Viewing 15 posts - 1 through 15 (of 21 total)

  • EasternPedlar
    Participant

    Just wondering why fares out of London are so insanely high.

    A close relative living in NYC is unwell, and I thought of making a short trip there next weekend to see him. The cheapest direct flights (in business) ex-LHR are well north of £5000, which is shocking.

    As it happens, I’m visiting a certain north African country this week, and I’ve bought myself a ticket to New York with official stopovers in London for under £1700. This is with direct transatlantic flight ex LHR with a reputable US carrier. I head back to London on Tuesday, and then leave for NYC on Saturday. I then return to London the following Tuesday and travel back to North Africa after 3 months, in time to position myself for my next trip.
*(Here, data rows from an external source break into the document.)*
//! The 108-card deck.
//!
//! ## Composition
//!
//! Four colors × numbers 1-12 × two copies (96 cards), eight wilds and four
//! skips. Ids are assigned in that enumeration order, so `CardId(0)` is the
//! first red 1 and ids 104-107 are the skips.
//!
//! ## Piles
//!
//! The draw pile and discard pile are plain `Vec<Card>` with the top at the
//! end. The engine owns both.

use super::card::{Card, CardId, CardKind, Color};
use crate::core::GameRng;

/// Highest number printed on a card.
pub const MAX_CARD_VALUE: u8 = 12;

/// Copies of each color/number pair.
pub const COPIES_PER_NUMBER: u8 = 2;

pub const WILD_COUNT: u8 = 8;

pub const SKIP_COUNT: u8 = 4;

/// Cards in a full deck.
pub const DECK_SIZE: usize = 108;

/// Every card of a deck, in id order.
#[must_use]
pub fn standard_deck() -> Vec<Card> {
    let mut cards = Vec::with_capacity(DECK_SIZE);
    let mut next = 0u8;
    let mut id = || {
        let current = CardId::new(next);
        next += 1;
        current
    };

    for color in Color::ALL {
        for value in 1..=MAX_CARD_VALUE {
            for _ in 0..COPIES_PER_NUMBER {
                cards.push(Card::number(id(), value, color));
            }
        }
    }
    for _ in 0..WILD_COUNT {
        cards.push(Card::wild(id()));
    }
    for _ in 0..SKIP_COUNT {
        cards.push(Card::skip(id()));
    }

    debug_assert_eq!(cards.len(), DECK_SIZE);
    cards
}

/// A freshly shuffled deck.
#[must_use]
pub fn build_deck(rng: &mut GameRng) -> Vec<Card> {
    let mut cards = standard_deck();
    rng.shuffle(&mut cards);
    cards
}

/// Turn the discard pile (minus its top card) into a new draw pile.
///
/// Only acts when `draw` is empty and `discard` holds more than one card.
/// Returns whether anything moved.
pub fn reshuffle(draw: &mut Vec<Card>, discard: &mut Vec<Card>, rng: &mut GameRng) -> bool {
    if !draw.is_empty() || discard.len() <= 1 {
        return false;
    }
    let Some(top) = discard.pop() else {
        return false;
    };

    draw.append(discard);
    rng.shuffle(draw);
    discard.push(top);

    log::debug!("reshuffled {} discards into the draw pile", draw.len());
    true
}

impl Card {
    /// Stable text code such as `red-5-0`, `wild-3` or `skip-1`.
    ///
    /// The trailing number tells apart copies of the same face.
    #[must_use]
    pub fn code(&self) -> String {
        let raw = self.id.raw();
        match self.kind {
            CardKind::Number { value, color } => {
                format!("{}-{}-{}", color.name(), value, raw % COPIES_PER_NUMBER)
            }
            CardKind::Wild => format!("wild-{}", raw - number_card_count()),
            CardKind::Skip => format!("skip-{}", raw - number_card_count() - WILD_COUNT),
        }
    }
}

const fn number_card_count() -> u8 {
    4 * MAX_CARD_VALUE * COPIES_PER_NUMBER
}
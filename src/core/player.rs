//! Seats and per-seat data.
//!
//! ## PlayerId
//!
//! 0-based seat index. Seat 0 opens every round.
//!
//! ## PlayerMap
//!
//! Per-seat storage backed by `Vec`, indexable by `PlayerId`.
//!
//! ## Player
//!
//! A seat's hand, phase progress and cumulative score.

use serde::{Deserialize, Serialize};
use std::ops::{Index, IndexMut};

use crate::cards::Card;
use crate::phases::catalog::PHASE_COUNT;

/// Seat identifier.
#[derive(Clone, Copy, Debug, PartialEq, Eq, Hash, PartialOrd, Ord, Serialize, Deserialize)]
pub struct PlayerId(pub u8);

impl PlayerId {
    #[must_use]
    pub const fn new(id: u8) -> Self {
        Self(id)
    }

    /// Raw seat index.
    #[must_use]
    pub const fn index(self) -> usize {
        self.0 as usize
    }

    /// The seat `steps` places after this one at a table of `player_count`.
    ///
    /// ```
    /// use phase_ten::core::PlayerId;
    ///
    /// assert_eq!(PlayerId::new(1).after(1, 3), PlayerId::new(2));
    /// assert_eq!(PlayerId::new(2).after(2, 3), PlayerId::new(1));
    /// assert_eq!(PlayerId::new(0).after(2, 2), PlayerId::new(0));
    /// ```
    #[must_use]
    pub fn after(self, steps: usize, player_count: usize) -> Self {
        Self(((self.index() + steps) % player_count) as u8)
    }

    /// All seats of a table with `player_count` players.
    pub fn all(player_count: usize) -> impl Iterator<Item = PlayerId> {
        (0..player_count as u8).map(PlayerId)
    }
}

impl std::fmt::Display for PlayerId {
    fn fmt(&self, f: &mut std::fmt::Formatter<'_>) -> std::fmt::Result {
        write!(f, "Player {}", self.0)
    }
}

/// Per-seat storage with O(1) access.
#[derive(Clone, Debug, PartialEq, Eq, Serialize, Deserialize)]
pub struct PlayerMap<T> {
    data: Vec<T>,
}

impl<T> PlayerMap<T> {
    /// Build one entry per seat from a factory.
    pub fn new(player_count: usize, factory: impl Fn(PlayerId) -> T) -> Self {
        assert!(player_count > 0, "Must have at least 1 player");
        assert!(player_count <= 255, "At most 255 players supported");

        let data = (0..player_count as u8).map(|i| factory(PlayerId(i))).collect();
        Self { data }
    }

    #[must_use]
    pub fn player_count(&self) -> usize {
        self.data.len()
    }

    #[must_use]
    pub fn get(&self, player: PlayerId) -> Option<&T> {
        self.data.get(player.index())
    }

    pub fn get_mut(&mut self, player: PlayerId) -> Option<&mut T> {
        self.data.get_mut(player.index())
    }

    pub fn iter(&self) -> impl Iterator<Item = (PlayerId, &T)> {
        self.data
            .iter()
            .enumerate()
            .map(|(i, v)| (PlayerId(i as u8), v))
    }

    pub fn iter_mut(&mut self) -> impl Iterator<Item = (PlayerId, &mut T)> {
        self.data
            .iter_mut()
            .enumerate()
            .map(|(i, v)| (PlayerId(i as u8), v))
    }

    pub fn values(&self) -> impl Iterator<Item = &T> {
        self.data.iter()
    }
}

impl<T> Index<PlayerId> for PlayerMap<T> {
    type Output = T;

    fn index(&self, player: PlayerId) -> &Self::Output {
        &self.data[player.index()]
    }
}

impl<T> IndexMut<PlayerId> for PlayerMap<T> {
    fn index_mut(&mut self, player: PlayerId) -> &mut Self::Output {
        &mut self.data[player.index()]
    }
}

/// A seat at the table.
#[derive(Clone, Debug, PartialEq, Eq, Serialize, Deserialize)]
pub struct Player {
    pub id: PlayerId,
    pub name: String,
    /// Cards in hand, in the order they were received.
    pub hand: Vec<Card>,
    /// Position in the game's phase order, 1..=10. `11` once every phase is done.
    pub current_phase: u8,
    /// Positions completed so far, in completion order.
    pub completed_phases: Vec<u8>,
    /// Cumulative penalty points. Lower is better.
    pub score: u32,
    pub has_completed_phase: bool,
    pub is_ai: bool,
}

impl Player {
    #[must_use]
    pub fn new(id: PlayerId, name: impl Into<String>, is_ai: bool) -> Self {
        Self {
            id,
            name: name.into(),
            hand: Vec::new(),
            current_phase: 1,
            completed_phases: Vec::new(),
            score: 0,
            has_completed_phase: false,
            is_ai,
        }
    }

    /// Has this player completed all ten phases?
    #[must_use]
    pub fn is_finished(&self) -> bool {
        self.current_phase as usize > PHASE_COUNT
    }

    /// Index of a card in hand.
    #[must_use]
    pub fn position_of(&self, card: crate::cards::CardId) -> Option<usize> {
        self.hand.iter().position(|c| c.id == card)
    }
}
    If I’d restricted my stop in London on the way out to under 24 hours, the fare would have dropped to £1450 – which is presumably on account of APD.
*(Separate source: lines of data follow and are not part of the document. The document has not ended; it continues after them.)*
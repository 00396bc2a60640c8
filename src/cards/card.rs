//! Card faces and identities.
//!
//! A [`Card`] pairs a stable [`CardId`] with its face. Number cards carry a
//! value (1-12) and one of four colors; wild and skip cards carry neither.

use serde::{Deserialize, Serialize};

/// Identity of one physical card, stable for the lifetime of a deck.
#[derive(Clone, Copy, Debug, PartialEq, Eq, Hash, PartialOrd, Ord, Serialize, Deserialize)]
pub struct CardId(pub u8);

impl CardId {
    #[must_use]
    pub const fn new(id: u8) -> Self {
        Self(id)
    }

    #[must_use]
    pub const fn raw(self) -> u8 {
        self.0
    }
}

impl std::fmt::Display for CardId {
    fn fmt(&self, f: &mut std::fmt::Formatter<'_>) -> std::fmt::Result {
        write!(f, "Card({})", self.0)
    }
}

/// Suit color of a number card.
#[derive(Clone, Copy, Debug, PartialEq, Eq, Hash, PartialOrd, Ord, Serialize, Deserialize)]
pub enum Color {
    Red,
    Blue,
    Green,
    Yellow,
}

impl Color {
    pub const ALL: [Color; 4] = [Color::Red, Color::Blue, Color::Green, Color::Yellow];

    #[must_use]
    pub const fn name(self) -> &'static str {
        match self {
            Color::Red => "red",
            Color::Blue => "blue",
            Color::Green => "green",
            Color::Yellow => "yellow",
        }
    }
}

impl std::fmt::Display for Color {
    fn fmt(&self, f: &mut std::fmt::Formatter<'_>) -> std::fmt::Result {
        f.write_str(self.name())
    }
}

/// What is printed on a card.
#[derive(Clone, Copy, Debug, PartialEq, Eq, Hash, Serialize, Deserialize)]
pub enum CardKind {
    Number { value: u8, color: Color },
    /// Stands in for any number or color inside a phase.
    Wild,
    /// Discarding it makes the next player lose their turn.
    Skip,
}

/// A single card.
#[derive(Clone, Copy, Debug, PartialEq, Eq, Hash, Serialize, Deserialize)]
pub struct Card {
    pub id: CardId,
    pub kind: CardKind,
}

impl Card {
    #[must_use]
    pub const fn number(id: CardId, value: u8, color: Color) -> Self {
        Self {
            id,
            kind: CardKind::Number { value, color },
        }
    }

    #[must_use]
    pub const fn wild(id: CardId) -> Self {
        Self {
            id,
            kind: CardKind::Wild,
        }
    }

    #[must_use]
    pub const fn skip(id: CardId) -> Self {
        Self {
            id,
            kind: CardKind::Skip,
        }
    }

    #[must_use]
    pub fn is_wild(&self) -> bool {
        matches!(self.kind, CardKind::Wild)
    }

    #[must_use]
    pub fn is_skip(&self) -> bool {
        matches!(self.kind, CardKind::Skip)
    }

    /// Face value of a number card.
    #[must_use]
    pub fn value(&self) -> Option<u8> {
        match self.kind {
            CardKind::Number { value, .. } => Some(value),
            _ => None,
        }
    }

    /// Color of a number card.
    #[must_use]
    pub fn color(&self) -> Option<Color> {
        match self.kind {
            CardKind::Number { color, .. } => Some(color),
            _ => None,
        }
    }

    /// Points charged for holding this card when a round ends.
    #[must_use]
    pub fn penalty(&self) -> u32 {
        match self.kind {
            CardKind::Number { value, .. } if value <= 9 => 5,
            CardKind::Number { .. } => 10,
            CardKind::Wild => 25,
            CardKind::Skip => 15,
        }
    }

    /// Short face label: the number, `W` or `S`.
    #[must_use]
    pub fn label(&self) -> String {
        match self.kind {
            CardKind::Number { value, .. } => value.to_string(),
            CardKind::Wild => "W".to_string(),
            CardKind::Skip => "S".to_string(),
        }
    }
}

impl std::fmt::Display for Card {
    fn fmt(&self, f: &mut std::fmt::Formatter<'_>) -> std::fmt::Result {
        match self.kind {
            CardKind::Number { value, color } => write!(f, "{} {}", color, value),
            CardKind::Wild => f.write_str("wild"),
            CardKind::Skip => f.write_str("skip"),
        }
    }
}
//! Seeded randomness.
//!
//! Every random choice in a game comes from a [`GameRng`]: the deck order of
//! each round, the phase order, the bots' coin flips. The same seed replays
//! the same game.
//!
//! ```
//! use phase_ten::core::GameRng;
//!
//! let mut left: Vec<u8> = (0..20).collect();
//! let mut right = left.clone();
//! GameRng::new(7).shuffle(&mut left);
//! GameRng::new(7).shuffle(&mut right);
//! assert_eq!(left, right);
//! ```

use rand::seq::SliceRandom;
use rand::{Rng, SeedableRng};
use rand_chacha::ChaCha8Rng;
use std::collections::hash_map::DefaultHasher;
use std::hash::{Hash, Hasher};

/// ChaCha8 stream seeded from a `u64`.
#[derive(Clone, Debug)]
pub struct GameRng {
    inner: ChaCha8Rng,
    seed: u64,
}

impl GameRng {
    #[must_use]
    pub fn new(seed: u64) -> Self {
        Self {
            inner: ChaCha8Rng::seed_from_u64(seed),
            seed,
        }
    }

    /// Named stream derived from this one's seed, e.g. `"deck"`.
    ///
    /// Draws from one context never shift another.
    #[must_use]
    pub fn for_context(&self, context: &str) -> Self {
        let mut hasher = DefaultHasher::new();
        self.seed.hash(&mut hasher);
        context.hash(&mut hasher);
        Self::new(hasher.finish())
    }

    /// `true` with the given probability, clamped to `0.0..=1.0`.
    pub fn gen_bool(&mut self, probability: f64) -> bool {
        self.inner.gen_bool(probability.clamp(0.0, 1.0))
    }

    /// Uniform shuffle in place.
    pub fn shuffle<T>(&mut self, items: &mut [T]) {
        items.shuffle(&mut self.inner);
    }
}
//! Round scoring and the end of the game.

use serde::{Deserialize, Serialize};

use crate::cards::Card;
use crate::core::{Player, PlayerId, PlayerMap};

/// How a finished game ended.
#[derive(Clone, Debug, PartialEq, Eq, Serialize, Deserialize)]
pub struct GameOutcome {
    pub winner: PlayerId,
    /// Cumulative penalty points, in seat order.
    pub final_scores: Vec<u32>,
    /// Every seat, best first. See [`standings`].
    pub standings: Vec<PlayerId>,
}

/// Penalty points for the cards left in a hand.
///
/// ```
/// use phase_ten::cards::{Card, CardId, Color};
/// use phase_ten::game::round::hand_penalty;
///
/// let hand = [
///     Card::number(CardId::new(16), 9, Color::Red),
///     Card::number(CardId::new(18), 10, Color::Red),
///     Card::wild(CardId::new(96)),
/// ];
/// assert_eq!(hand_penalty(&hand), 40);
/// ```
#[must_use]
pub fn hand_penalty(hand: &[Card]) -> u32 {
    hand.iter().map(Card::penalty).sum()
}

/// Score every hand and move players who completed their phase on to the
/// next one. Returns the points added to each seat.
pub fn score_round(players: &mut PlayerMap<Player>) -> Vec<u32> {
    let mut round_scores = Vec::with_capacity(players.player_count());
    for (_, player) in players.iter_mut() {
        let penalty = hand_penalty(&player.hand);
        player.score += penalty;
        if player.has_completed_phase {
            player.current_phase += 1;
            player.has_completed_phase = false;
        }
        round_scores.push(penalty);
    }
    round_scores
}

/// The winner, if anyone has finished all ten phases.
///
/// Several players can finish in the same round: the lowest cumulative score
/// wins, then the earliest seat.
#[must_use]
pub fn select_winner(players: &PlayerMap<Player>) -> Option<PlayerId> {
    players
        .iter()
        .filter(|(_, p)| p.is_finished())
        .min_by_key(|(id, p)| (p.score, *id))
        .map(|(id, _)| id)
}

/// Seats ranked for the final table: furthest phase first, then lowest
/// score, then earliest seat.
#[must_use]
pub fn standings(players: &PlayerMap<Player>) -> Vec<PlayerId> {
    let mut ranked: Vec<(PlayerId, &Player)> = players.iter().collect();
    ranked.sort_by_key(|(id, p)| (std::cmp::Reverse(p.current_phase), p.score, *id));
    ranked.into_iter().map(|(id, _)| id).collect()
}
    Is it just the airlines who are to blame for this ? Or is it also UK business which are paying ridiculous sums to them without demur ?

    Just wondering what Brexit is going to do to all this ? I’d guess that the situation is going to become even worse with reduced competition.
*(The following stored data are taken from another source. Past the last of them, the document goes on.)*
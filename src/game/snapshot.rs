//! Read-only game views for a presentation layer.

use serde::{Deserialize, Serialize};

use super::engine::Game;
use super::round::GameOutcome;
use super::turn::TurnState;
use crate::cards::Card;
use crate::core::PlayerId;
use crate::phases::{CompletedPhase, PhaseBuilder, PhaseOrder};

#[derive(Clone, Debug, PartialEq, Serialize, Deserialize)]
pub struct PlayerSnapshot {
    pub id: PlayerId,
    pub name: String,
    pub is_ai: bool,
    pub hand: Vec<Card>,
    pub current_phase: u8,
    pub completed_phases: Vec<u8>,
    pub score: u32,
    pub has_completed_phase: bool,
    /// Description of the phase being attempted, `None` once all are done.
    pub phase_description: Option<String>,
}

#[derive(Clone, Debug, PartialEq, Serialize, Deserialize)]
pub struct GameSnapshot {
    pub round: u32,
    pub current_player: PlayerId,
    pub turn: TurnState,
    pub players: Vec<PlayerSnapshot>,
    pub draw_pile_count: usize,
    pub discard_top: Option<Card>,
    pub discard_count: usize,
    pub phase_builder: PhaseBuilder,
    pub completed_phases: Vec<CompletedPhase>,
    pub phase_order: PhaseOrder,
    pub phase_hint: Option<String>,
    pub can_complete_phase: bool,
    pub outcome: Option<GameOutcome>,
}

impl GameSnapshot {
    #[must_use]
    pub fn capture(game: &Game) -> Self {
        let players = game
            .players()
            .iter()
            .map(|(id, p)| PlayerSnapshot {
                id,
                name: p.name.clone(),
                is_ai: p.is_ai,
                hand: p.hand.clone(),
                current_phase: p.current_phase,
                completed_phases: p.completed_phases.clone(),
                score: p.score,
                has_completed_phase: p.has_completed_phase,
                phase_description: game
                    .current_phase_definition(id)
                    .map(|def| def.description.to_string()),
            })
            .collect();

        let current = game.current_player();
        Self {
            round: game.round(),
            current_player: current,
            turn: *game.turn(),
            players,
            draw_pile_count: game.draw_pile_len(),
            discard_top: game.discard_top().copied(),
            discard_count: game.discard_pile().len(),
            phase_builder: game.phase_builder().clone(),
            completed_phases: game.completed_phases().iter().cloned().collect(),
            phase_order: *game.phase_order(),
            phase_hint: game.phase_hint(current),
            can_complete_phase: game.can_complete_phase(current),
            outcome: game.outcome().cloned(),
        }
    }

    #[must_use]
    pub fn player(&self, id: PlayerId) -> Option<&PlayerSnapshot> {
        self.players.get(id.index())
    }
}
    I’ve pretty much decided that I will route myself in a similar manner every time I have to travel to the US. Yes, it will cost me an extra day, but then I rarely earn £4000 per day (that too after tax!) so I regard this as time well spent.

    Any comments from the seasoned travellers on this site ?


    AMcWhirter
    Participant

    It’s something which I have featured in Business Traveller and which readers here have posted here many times already.

    Litte wonder then that London-New York is such a lucrative route.

    British Airways’ JFK-Heathrow route is world’s most lucrative

    1 user thanked author for this post.

    MartynSinclair
    Participant

    Next time try going from Dublin, at least it’s on the way…

    1 user thanked author for this post.

    capetonianm
    Participant

    It’s called Yield Management by the airlines. May I suggest any one of a number of books on the subject?

    Those of a socialist bent would call it commercial greed, exploitation, capitalism and similar.

    Having been on both sides of the argument, I try to see it from a non-partisan position.


    PhilipHart
    Participant

    The difference in fare is most likely because a stop of less than 24 hours is considered a layover, whereas one greater than 24 hours is considered a stopover, and the latter must be specifically allowed by the fare rule.

    It’s always interesting to see the fare rules for flights, and the Matrix Airfare Search website is a great way to access them.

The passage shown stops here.